(Recorded data)
◇ ◇ ◇ ◇ ◇

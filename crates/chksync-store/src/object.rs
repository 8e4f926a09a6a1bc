use bytes::Bytes;
use chksync_crypto::{checksum_of_children, checksum_of_payload, Serializer};
use chksync_types::{Checksum, Kind};
use serde::de::DeserializeOwned;
use serde::{Deserialize, Serialize};

use crate::error::{StoreError, StoreResult};

// ---------------------------------------------------------------------------
// Asset
// ---------------------------------------------------------------------------

/// Leaf checksum object: a serialized value with no children.
///
/// The payload is shared (`Bytes`), so cloning an asset never copies it.
#[derive(Clone, Debug, PartialEq, Eq, Serialize, Deserialize)]
pub struct Asset {
    checksum: Checksum,
    kind: Kind,
    payload: Bytes,
}

impl Asset {
    /// Build an asset from an already-serialized payload.
    pub fn new(kind: Kind, payload: impl Into<Bytes>) -> Self {
        let payload = payload.into();
        let checksum = checksum_of_payload(&kind, &payload);
        Self {
            checksum,
            kind,
            payload,
        }
    }

    /// Serialize `value` with `serializer` and wrap it as an asset.
    pub fn from_value<S, T>(serializer: &S, kind: Kind, value: &T) -> StoreResult<Self>
    where
        S: Serializer,
        T: Serialize,
    {
        let payload = serializer.serialize(value, &kind)?;
        let checksum = checksum_of_payload(&kind, &payload);
        Ok(Self {
            checksum,
            kind,
            payload: Bytes::from(payload),
        })
    }

    /// Decode the payload back into a domain value.
    pub fn to_value<S, T>(&self, serializer: &S) -> StoreResult<T>
    where
        S: Serializer,
        T: DeserializeOwned,
    {
        Ok(serializer.deserialize(&self.payload, &self.kind)?)
    }

    pub fn checksum(&self) -> Checksum {
        self.checksum
    }

    pub fn kind(&self) -> &Kind {
        &self.kind
    }

    pub fn payload(&self) -> &Bytes {
        &self.payload
    }

    /// Recompute the checksum from content and compare.
    pub fn verify(&self) -> StoreResult<()> {
        let computed = checksum_of_payload(&self.kind, &self.payload);
        if computed != self.checksum {
            return Err(StoreError::ChecksumMismatch {
                recorded: self.checksum,
                computed,
            });
        }
        Ok(())
    }
}

// ---------------------------------------------------------------------------
// ChecksumObjectWithChildren
// ---------------------------------------------------------------------------

/// Composite checksum object: an ordered list of child checksums.
///
/// `checksum = f(kind, children)`; reordering children changes it.
#[derive(Clone, Debug, PartialEq, Eq, Serialize, Deserialize)]
pub struct ChecksumObjectWithChildren {
    checksum: Checksum,
    kind: Kind,
    children: Vec<Checksum>,
}

impl ChecksumObjectWithChildren {
    pub fn new(kind: Kind, children: Vec<Checksum>) -> Self {
        let checksum = checksum_of_children(&kind, &children);
        Self {
            checksum,
            kind,
            children,
        }
    }

    pub fn checksum(&self) -> Checksum {
        self.checksum
    }

    pub fn kind(&self) -> &Kind {
        &self.kind
    }

    pub fn children(&self) -> &[Checksum] {
        &self.children
    }

    pub fn verify(&self) -> StoreResult<()> {
        let computed = checksum_of_children(&self.kind, &self.children);
        if computed != self.checksum {
            return Err(StoreError::ChecksumMismatch {
                recorded: self.checksum,
                computed,
            });
        }
        Ok(())
    }
}

// ---------------------------------------------------------------------------
// ChecksumObject
// ---------------------------------------------------------------------------

/// Either kind of checksum object.
#[derive(Clone, Debug, PartialEq, Eq, Serialize, Deserialize)]
pub enum ChecksumObject {
    Asset(Asset),
    WithChildren(ChecksumObjectWithChildren),
}

impl ChecksumObject {
    pub fn checksum(&self) -> Checksum {
        match self {
            Self::Asset(asset) => asset.checksum(),
            Self::WithChildren(object) => object.checksum(),
        }
    }

    pub fn kind(&self) -> &Kind {
        match self {
            Self::Asset(asset) => asset.kind(),
            Self::WithChildren(object) => object.kind(),
        }
    }

    /// Child checksums; empty for assets.
    pub fn child_checksums(&self) -> &[Checksum] {
        match self {
            Self::Asset(_) => &[],
            Self::WithChildren(object) => object.children(),
        }
    }

    pub fn as_asset(&self) -> Option<&Asset> {
        match self {
            Self::Asset(asset) => Some(asset),
            Self::WithChildren(_) => None,
        }
    }

    pub fn as_with_children(&self) -> Option<&ChecksumObjectWithChildren> {
        match self {
            Self::Asset(_) => None,
            Self::WithChildren(object) => Some(object),
        }
    }

    pub fn is_asset(&self) -> bool {
        matches!(self, Self::Asset(_))
    }

    pub fn verify(&self) -> StoreResult<()> {
        match self {
            Self::Asset(asset) => asset.verify(),
            Self::WithChildren(object) => object.verify(),
        }
    }

    /// Approximate bytes needed to transmit this object.
    pub fn size(&self) -> u64 {
        let body = match self {
            Self::Asset(asset) => asset.payload().len(),
            Self::WithChildren(object) => object.children().len() * Checksum::LEN,
        };
        (Checksum::LEN + self.kind().as_str().len() + body) as u64
    }
}

impl From<Asset> for ChecksumObject {
    fn from(asset: Asset) -> Self {
        Self::Asset(asset)
    }
}

impl From<ChecksumObjectWithChildren> for ChecksumObject {
    fn from(object: ChecksumObjectWithChildren) -> Self {
        Self::WithChildren(object)
    }
}
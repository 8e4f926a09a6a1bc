use chksync_types::Checksum;

use crate::error::StoreResult;
use crate::object::ChecksumObject;

/// Checksum-addressed object cache held by a synchronizing peer.
///
/// All implementations must satisfy these invariants:
/// - Objects are immutable once written; the same checksum always maps to
///   the same content.
/// - A write verifies the object's checksum before storing it.
/// - Concurrent reads are always safe.
pub trait ObjectStore: Send + Sync {
    /// Read an object by checksum. `Ok(None)` if absent.
    fn read(&self, checksum: &Checksum) -> StoreResult<Option<ChecksumObject>>;

    /// Verify and write an object, returning its checksum.
    ///
    /// Writing an object that is already present is a no-op.
    fn write(&self, object: &ChecksumObject) -> StoreResult<Checksum>;

    fn exists(&self, checksum: &Checksum) -> StoreResult<bool>;

    fn read_batch(&self, checksums: &[Checksum]) -> StoreResult<Vec<Option<ChecksumObject>>> {
        checksums.iter().map(|c| self.read(c)).collect()
    }

    fn write_batch(&self, objects: &[ChecksumObject]) -> StoreResult<Vec<Checksum>> {
        objects.iter().map(|obj| self.write(obj)).collect()
    }

    /// The subset of `checksums` this store does not hold, in input order.
    fn missing(&self, checksums: &[Checksum]) -> StoreResult<Vec<Checksum>> {
        let mut missing = Vec::new();
        for checksum in checksums {
            if !self.exists(checksum)? {
                missing.push(*checksum);
            }
        }
        Ok(missing)
    }
}
use std::collections::BTreeSet;

use crate::build::{ProjectSummary, TreeSummary};

#[derive(Clone, Debug, PartialEq, Eq)]
pub enum Change {
    Added(String),
    Removed(String),
    Modified(String),
}

impl Change {
    pub fn path(&self) -> &str {
        match self {
            Change::Added(p) | Change::Removed(p) | Change::Modified(p) => p,
        }
    }

    pub fn label(&self) -> &'static str {
        match self {
            Change::Added(_) => "added",
            Change::Removed(_) => "removed",
            Change::Modified(_) => "modified",
        }
    }
}

#[derive(Clone, Debug, Default, PartialEq, Eq)]
pub struct TreeDiff {
    pub changes: Vec<Change>,
    /// Projects skipped because their checksums matched.
    pub unchanged_projects: usize,
    /// Documents compared inside changed projects whose checksums matched.
    pub unchanged_documents: usize,
}

impl TreeDiff {
    pub fn is_empty(&self) -> bool {
        self.changes.is_empty()
    }
}

/// Compare two summaries top down, descending only where checksums differ.
pub fn diff_trees(old: &TreeSummary, new: &TreeSummary) -> TreeDiff {
    let mut diff = TreeDiff::default();
    if old.solution == new.solution {
        diff.unchanged_projects = new.projects.len();
        return diff;
    }

    let names: BTreeSet<&String> = old.projects.keys().chain(new.projects.keys()).collect();
    for name in names {
        match (old.projects.get(name), new.projects.get(name)) {
            (Some(a), Some(b)) if a.checksum == b.checksum => diff.unchanged_projects += 1,
            (a, b) => diff_documents(a, b, &mut diff),
        }
    }
    diff
}

fn diff_documents(old: Option<&ProjectSummary>, new: Option<&ProjectSummary>, diff: &mut TreeDiff) {
    let old_docs = old.map(|p| &p.documents);
    let new_docs = new.map(|p| &p.documents);
    let paths: BTreeSet<&String> = old_docs
        .into_iter()
        .flat_map(|d| d.keys())
        .chain(new_docs.into_iter().flat_map(|d| d.keys()))
        .collect();

    for path in paths {
        let before = old_docs.and_then(|d| d.get(path));
        let after = new_docs.and_then(|d| d.get(path));
        match (before, after) {
            (Some(a), Some(b)) if a == b => diff.unchanged_documents += 1,
            (Some(_), Some(_)) => diff.changes.push(Change::Modified(path.clone())),
            (None, Some(_)) => diff.changes.push(Change::Added(path.clone())),
            (Some(_), None) => diff.changes.push(Change::Removed(path.clone())),
            (None, None) => {}
        }
    }
}
use std::borrow::Cow;
use std::fmt;

use serde::{Deserialize, Deserializer, Serialize};

use crate::error::TypeError;

/// Discriminator between independently cached representations of one key.
///
/// A document, for example, carries both a `DOCUMENT_STATE` object and a
/// `SOURCE_TEXT` asset under the same key. The kind is also mixed into every
/// checksum, so two representations with identical bytes never share an
/// identity.
#[derive(Clone, PartialEq, Eq, Hash, PartialOrd, Ord, Serialize)]
#[serde(transparent)]
pub struct Kind(Cow<'static, str>);

impl Kind {
    pub const SOLUTION_STATE: Self = Self::from_static("SolutionState");
    pub const PROJECTS: Self = Self::from_static("Projects");
    pub const PROJECT_STATE: Self = Self::from_static("ProjectState");
    pub const DOCUMENTS: Self = Self::from_static("Documents");
    pub const DOCUMENT_STATE: Self = Self::from_static("DocumentState");
    pub const SOURCE_TEXT: Self = Self::from_static("SourceText");
    pub const COMPILATION_OPTIONS: Self = Self::from_static("CompilationOptions");
    pub const PARSE_OPTIONS: Self = Self::from_static("ParseOptions");
    pub const METADATA_REFERENCE: Self = Self::from_static("MetadataReference");
    pub const OPTION_SET: Self = Self::from_static("OptionSet");

    /// Build a kind from a static name.
    ///
    /// # Panics
    ///
    /// If `name` is empty. In a `const` this is a compile error.
    pub const fn from_static(name: &'static str) -> Self {
        assert!(!name.is_empty(), "kind name must not be empty");
        Self(Cow::Borrowed(name))
    }

    /// Build a kind from a runtime name.
    pub fn new(name: impl Into<String>) -> Result<Self, TypeError> {
        let name = name.into();
        if name.is_empty() {
            return Err(TypeError::EmptyKind);
        }
        Ok(Self(Cow::Owned(name)))
    }

    pub fn as_str(&self) -> &str {
        &self.0
    }
}

impl<'de> Deserialize<'de> for Kind {
    fn deserialize<D: Deserializer<'de>>(deserializer: D) -> Result<Self, D::Error> {
        let name = String::deserialize(deserializer)?;
        Self::new(name).map_err(serde::de::Error::custom)
    }
}

impl fmt::Debug for Kind {
    fn fmt(&self, f: &mut fmt::Formatter<'_>) -> fmt::Result {
        write!(f, "Kind({})", self.0)
    }
}

impl fmt::Display for Kind {
    fn fmt(&self, f: &mut fmt::Formatter<'_>) -> fmt::Result {
        f.write_str(&self.0)
    }
}

impl AsRef<str> for Kind {
    fn as_ref(&self) -> &str {
        &self.0
    }
}

#[cfg(test)]
mod tests {
    use super::*;

    #[test]
    fn static_and_owned_compare_by_name() {
        assert_eq!(Kind::new("SourceText").unwrap(), Kind::SOURCE_TEXT);
        assert_ne!(Kind::SOURCE_TEXT, Kind::DOCUMENT_STATE);
    }

    #[test]
    fn empty_kind_is_rejected() {
        assert_eq!(Kind::new(""), Err(TypeError::EmptyKind));
    }

    #[test]
    fn serializes_as_plain_string() {
        let json = serde_json::to_string(&Kind::PROJECTS).unwrap();
        assert_eq!(json, "\"Projects\"");
        let parsed: Kind = serde_json::from_str(&json).unwrap();
        assert_eq!(parsed, Kind::PROJECTS);
    }

    #[test]
    fn empty_kind_does_not_deserialize() {
        let err = serde_json::from_str::<Kind>("\"\"").unwrap_err();
        assert!(err.to_string().contains("empty"));
    }

    #[test]
    #[should_panic(expected = "kind name must not be empty")]
    fn empty_static_kind_panics() {
        let name: &'static str = "";
        let _ = Kind::from_static(name);
    }

    #[test]
    fn display_is_the_name() {
        assert_eq!(Kind::OPTION_SET.to_string(), "OptionSet");
    }
}
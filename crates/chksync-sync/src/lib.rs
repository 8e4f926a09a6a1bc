//! Delta synchronization of checksum trees.
//!
//! The host serves checksum objects out of a [`RootChecksumTreeNode`]
//! through an [`AssetSource`]. The peer runs a [`ChecksumSynchronizer`] that
//! walks down from the host's root checksum and requests only the objects
//! its local [`ObjectStore`] does not already hold, so unchanged sub-trees
//! are never transferred twice.
//!
//! [`RootChecksumTreeNode`]: chksync_tree::RootChecksumTreeNode
//! [`ObjectStore`]: chksync_store::ObjectStore

pub mod config;
pub mod error;
pub mod local;
pub mod negotiation;
pub mod source;
pub mod synchronizer;
pub mod transport;
pub mod types;

pub use config::SyncConfig;
pub use error::{SyncError, SyncResult};
pub use local::LocalTransport;
pub use negotiation::NegotiationEngine;
pub use source::AssetSource;
pub use synchronizer::ChecksumSynchronizer;
pub use transport::RemoteTransport;
pub use types::{Negotiation, SyncReport, TransferStats};

#[cfg(test)]
mod testutil;
use sqlx::SqlitePool;
use tracing::info;

use super::models::{Coupon, CreateCouponRequest, UpdateCouponRequest};
use crate::common::{generate_coupon_id, ApiError};

pub struct CouponsService {
    db: SqlitePool,
}

impl CouponsService {
    pub fn new(db: SqlitePool) -> Self {
        Self { db }
    }

    pub async fn get_all_coupons(&self) -> Result<Vec<Coupon>, ApiError> {
        let coupons = sqlx::query_as::<_, Coupon>(
            "SELECT * FROM coupons ORDER BY end_time ASC",
        )
        .fetch_all(&self.db)
        .await
        .map_err(ApiError::DatabaseError)?;

        Ok(coupons)
    }

    pub async fn get_coupon_by_id(&self, id: &str) -> Result<Coupon, ApiError> {
        let coupon = sqlx::query_as::<_, Coupon>("SELECT * FROM coupons WHERE id = ?")
            .bind(id)
            .fetch_optional(&self.db)
            .await
            .map_err(ApiError::DatabaseError)?;

        coupon.ok_or_else(|| ApiError::NotFound(format!("Coupon with ID {} not found", id)))
    }

    pub async fn add_coupon(&self, request: CreateCouponRequest) -> Result<Coupon, ApiError> {
        let id = generate_coupon_id();
        let now = chrono::Utc::now().to_rfc3339();
        let status = request.status.unwrap_or_else(|| "show".to_string());

        sqlx::query(
            r#"
            INSERT INTO coupons (
                id, title, coupon_code, end_time, discount_percentage,
                minimum_amount, product_type, logo, status, created_at, updated_at
            )
            VALUES (?, ?, ?, ?, ?, ?, ?, ?, ?, ?, ?)
            "#,
        )
        .bind(&id)
        .bind(&request.title)
        .bind(&request.coupon_code)
        .bind(&request.end_time)
        .bind(request.discount_percentage)
        .bind(request.minimum_amount)
        .bind(&request.product_type)
        .bind(&request.logo)
        .bind(&status)
        .bind(&now)
        .bind(&now)
        .execute(&self.db)
        .await
        .map_err(ApiError::DatabaseError)?;

        info!("Created coupon {} ({})", request.title, id);

        self.get_coupon_by_id(&id).await
    }

    pub async fn add_all_coupons(
        &self,
        requests: Vec<CreateCouponRequest>,
    ) -> Result<u64, ApiError> {
        if requests.is_empty() {
            return Err(ApiError::BadRequest("No coupons provided".to_string()));
        }

        let mut tx = self.db.begin().await.map_err(ApiError::DatabaseError)?;
        let count = requests.len() as u64;

        for request in requests {
            let id = generate_coupon_id();
            let now = chrono::Utc::now().to_rfc3339();
            let status = request.status.unwrap_or_else(|| "show".to_string());

            sqlx::query(
                r#"
                INSERT INTO coupons (
                    id, title, coupon_code, end_time, discount_percentage,
                    minimum_amount, product_type, logo, status, created_at, updated_at
                )
                VALUES (?, ?, ?, ?, ?, ?, ?, ?, ?, ?, ?)
                "#,
            )
            .bind(&id)
            .bind(&request.title)
            .bind(&request.coupon_code)
            .bind(&request.end_time)
            .bind(request.discount_percentage)
            .bind(request.minimum_amount)
            .bind(&request.product_type)
            .bind(&request.logo)
            .bind(&status)
            .bind(&now)
            .bind(&now)
            .execute(&mut *tx)
            .await
            .map_err(ApiError::DatabaseError)?;
        }

        tx.commit().await.map_err(ApiError::DatabaseError)?;

        info!("Inserted {} coupons", count);

        Ok(count)
    }

    pub async fn update_coupon(
        &self,
        id: &str,
        request: UpdateCouponRequest,
    ) -> Result<Coupon, ApiError> {
        let existing = self.get_coupon_by_id(id).await?;

        let mut updates = Vec::new();
        let mut params: Vec<String> = Vec::new();

        if let Some(title) = request.title {
            updates.push("title = ?");
            params.push(title);
        }
        if let Some(coupon_code) = request.coupon_code {
            updates.push("coupon_code = ?");
            params.push(coupon_code);
        }
        if let Some(end_time) = request.end_time {
            updates.push("end_time = ?");
            params.push(end_time);
        }
        if let Some(discount_percentage) = request.discount_percentage {
            updates.push("discount_percentage = ?");
            params.push(discount_percentage.to_string());
        }
        if let Some(minimum_amount) = request.minimum_amount {
            updates.push("minimum_amount = ?");
            params.push(minimum_amount.to_string());
        }
        if let Some(product_type) = request.product_type {
            updates.push("product_type = ?");
            params.push(product_type);
        }
        if let Some(logo) = request.logo {
            updates.push("logo = ?");
            params.push(logo);
        }
        if let Some(status) = request.status {
            updates.push("status = ?");
            params.push(status);
        }

        if updates.is_empty() {
            return Ok(existing);
        }

        updates.push("updated_at = ?");
        params.push(chrono::Utc::now().to_rfc3339());

        let query = format!("UPDATE coupons SET {} WHERE id = ?", updates.join(", "));

        let mut query_builder = sqlx::query(&query);
        for param in &params {
            query_builder = query_builder.bind(param);
        }
        query_builder = query_builder.bind(id);

        query_builder
            .execute(&self.db)
            .await
            .map_err(ApiError::DatabaseError)?;

        self.get_coupon_by_id(id).await
    }

    pub async fn update_many_coupons(
        &self,
        ids: &[String],
        fields: UpdateCouponRequest,
    ) -> Result<u64, ApiError> {
        if ids.is_empty() {
            return Err(ApiError::BadRequest("No coupon IDs provided".to_string()));
        }

        let mut updates = Vec::new();
        let mut params: Vec<String> = Vec::new();

        if let Some(title) = fields.title {
            updates.push("title = ?");
            params.push(title);
        }
        if let Some(coupon_code) = fields.coupon_code {
            updates.push("coupon_code = ?");
            params.push(coupon_code);
        }
        if let Some(end_time) = fields.end_time {
            updates.push("end_time = ?");
            params.push(end_time);
        }
        if let Some(discount_percentage) = fields.discount_percentage {
            updates.push("discount_percentage = ?");
            params.push(discount_percentage.to_string());
        }
        if let Some(minimum_amount) = fields.minimum_amount {
            updates.push("minimum_amount = ?");
            params.push(minimum_amount.to_string());
        }
        if let Some(product_type) = fields.product_type {
            updates.push("product_type = ?");
            params.push(product_type);
        }
        if let Some(logo) = fields.logo {
            updates.push("logo = ?");
            params.push(logo);
        }
        if let Some(status) = fields.status {
            updates.push("status = ?");
            params.push(status);
        }

        if updates.is_empty() {
            return Err(ApiError::BadRequest("No fields to update".to_string()));
        }

        updates.push("updated_at = ?");
        params.push(chrono::Utc::now().to_rfc3339());

        let placeholders = vec!["?"; ids.len()].join(", ");
        let query = format!(
            "UPDATE coupons SET {} WHERE id IN ({})",
            updates.join(", "),
            placeholders
        );

        let mut query_builder = sqlx::query(&query);
        for param in &params {
            query_builder = query_builder.bind(param);
        }
        for id in ids {
            query_builder = query_builder.bind(id);
        }

        let result = query_builder
            .execute(&self.db)
            .await
            .map_err(ApiError::DatabaseError)?;

        if result.rows_affected() == 0 {
            return Err(ApiError::NotFound("No matching coupons found".to_string()));
        }

        info!("Updated {} coupons", result.rows_affected());

        Ok(result.rows_affected())
    }

    /// Flips visibility based on the status sent by the client: a coupon the
    /// client sees as "show" is hidden, anything else is shown.
    pub async fn toggle_status(
        &self,
        id: &str,
        current_status: Option<String>,
    ) -> Result<Coupon, ApiError> {
        self.get_coupon_by_id(id).await?;

        let next = match current_status.as_deref() {
            Some("show") => "hide",
            _ => "show",
        };

        sqlx::query("UPDATE coupons SET status = ?, updated_at = ? WHERE id = ?")
            .bind(next)
            .bind(chrono::Utc::now().to_rfc3339())
            .bind(id)
            .execute(&self.db)
            .await
            .map_err(ApiError::DatabaseError)?;

        self.get_coupon_by_id(id).await
    }

    pub async fn delete_coupon(&self, id: &str) -> Result<Coupon, ApiError> {
        let coupon = self.get_coupon_by_id(id).await?;

        sqlx::query("DELETE FROM coupons WHERE id = ?")
            .bind(id)
            .execute(&self.db)
            .await
            .map_err(ApiError::DatabaseError)?;

        info!("Deleted coupon {}", id);

        Ok(coupon)
    }

    pub async fn delete_many_coupons(&self, ids: &[String]) -> Result<Vec<Coupon>, ApiError> {
        if ids.is_empty() {
            return Err(ApiError::BadRequest("No coupon IDs provided".to_string()));
        }

        let placeholders = vec!["?"; ids.len()].join(", ");

        let select = format!("SELECT * FROM coupons WHERE id IN ({})", placeholders);
        let mut select_builder = sqlx::query_as::<_, Coupon>(&select);
        for id in ids {
            select_builder = select_builder.bind(id);
        }
        let coupons = select_builder
            .fetch_all(&self.db)
            .await
            .map_err(ApiError::DatabaseError)?;

        if coupons.is_empty() {
            return Err(ApiError::NotFound("No matching coupons found".to_string()));
        }

        let delete = format!("DELETE FROM coupons WHERE id IN ({})", placeholders);
        let mut delete_builder = sqlx::query(&delete);
        for id in ids {
            delete_builder = delete_builder.bind(id);
        }
        delete_builder
            .execute(&self.db)
            .await
            .map_err(ApiError::DatabaseError)?;

        info!("Deleted {} coupons", coupons.len());

        Ok(coupons)
    }
}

◇ ◇ ◇ ◇ ◇

Directions for this task
Which of the lines above carry the string "TreeSummary"? Copy every one.

Reply to the exercise
use crate::build::{ProjectSummary, TreeSummary};
pub fn diff_trees(old: &TreeSummary, new: &TreeSummary) -> TreeDiff {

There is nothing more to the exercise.